I had a cousin who slipped on some ice while jogging, landed hard on his coccyx, limped home, took a long nap, and died from the blood clot in his coccyx traveling up to his brain.
I don’t know if a visit to an emergency room could have kept him alive, but it would be nice if that is the case.
I end up having this discussion every single time my husband brings up my treatment at the ER after I broke my wrist recently. He insists that “more should have been done.” My fracture was very obviously displaced, and I was crying in pain when I arrived. I was taken ahead of others waiting, immediately put in a sling with an ice pack, got sent to the back very quickly. (I have to say that quietly sobbing while seeping blood from superficial cuts in the ER waiting room tends to upset the other patients, I think.) I was examined carefully, including repeated questions on whether I’d hit my head or had any other injuries; my reporting was checked against my husband’s observations; I was x-rayed and splinted; given a prescription for narcotic painkillers; and sent home with instructions to see an orthopedist asap. From walking in the door to walking out, three hours total. In an ER in a New Orleans suburb three weeks post-Katrina.
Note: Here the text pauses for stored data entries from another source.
//! MQTT client for receiving arm/disarm commands
//!
//! Subscribes to the command topic and feeds parsed commands into the
//! shared `ArmState`. Connection-status events are logged only; the
//! polling loop keeps running and driving the indicator even while the
//! bus is unreachable.

use crate::domain::CommandMessage;
use crate::infra::config::Config;
use crate::services::arm_state::ArmState;
use rumqttc::{AsyncClient, Event, MqttOptions, Packet, QoS};
use std::sync::Arc;
use std::time::Duration;
use tracing::{error, info, warn};

/// Start the MQTT command listener
///
/// Runs until the shutdown signal flips. Malformed payloads and unknown
/// commands are logged and dropped; they never unwind into the caller.
pub async fn start_command_listener(
    config: &Config,
    arm: Arc<ArmState>,
    mut shutdown: tokio::sync::watch::Receiver<bool>,
) -> Result<(), Box<dyn std::error::Error + Send + Sync>> {
    let client_id = format!("doorwatch-cmd-{}", std::process::id());
    let mut mqttoptions = MqttOptions::new(client_id, config.mqtt_host(), config.mqtt_port());
    mqttoptions.set_keep_alive(Duration::from_secs(30));

    // Set credentials if configured
    if let (Some(username), Some(password)) = (config.mqtt_username(), config.mqtt_password()) {
        mqttoptions.set_credentials(username, password);
    }

    let (client, mut eventloop) = AsyncClient::new(mqttoptions, 64);
    client.subscribe(config.mqtt_command_topic(), QoS::AtLeastOnce).await?;

    info!(
        topic = %config.mqtt_command_topic(),
        host = %config.mqtt_host(),
        port = %config.mqtt_port(),
        "command_listener_subscribed"
    );

    loop {
        tokio::select! {
            // Check for shutdown signal
            _ = shutdown.changed() => {
                if *shutdown.borrow() {
                    info!("command_listener_shutdown");
                    return Ok(());
                }
            }
            // Process MQTT events
            result = eventloop.poll() => {
                match result {
                    Ok(Event::Incoming(Packet::Publish(publish))) => {
                        handle_payload(&arm, &publish.payload);
                    }
                    Ok(Event::Incoming(Packet::ConnAck(_))) => {
                        info!("command_listener_connected");
                    }
                    Ok(_) => {}
                    Err(e) => {
                        error!(error = %e, "command_listener_error");
                        tokio::time::sleep(Duration::from_secs(1)).await;
                    }
                }
            }
        }
    }
}

/// Parse one command payload and apply it to the arm state.
/// Anything unparseable is logged and dropped.
fn handle_payload(arm: &ArmState, payload: &[u8]) {
    let json_str = match std::str::from_utf8(payload) {
        Ok(s) => s,
        Err(e) => {
            warn!(error = %e, "Invalid UTF-8 in command payload");
            return;
        }
    };

    match serde_json::from_str::<CommandMessage>(json_str) {
        Ok(msg) => arm.apply_command(&msg),
        Err(e) => {
            warn!(error = %e, payload = %json_str, "command_malformed");
        }
    }
}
I don’t know what more my hub thinks could have been done… did he want them to wheel me back for the internal fixation surgery right then? I asked the ortho about it, and he said I had about ten days from the time of the break to get it fixed.
To make a long story short (too late), I strongly agree with you that a lot of dissatisfaction with emergency medical care has to do with civilians misunderstanding what “emergency” care truly is.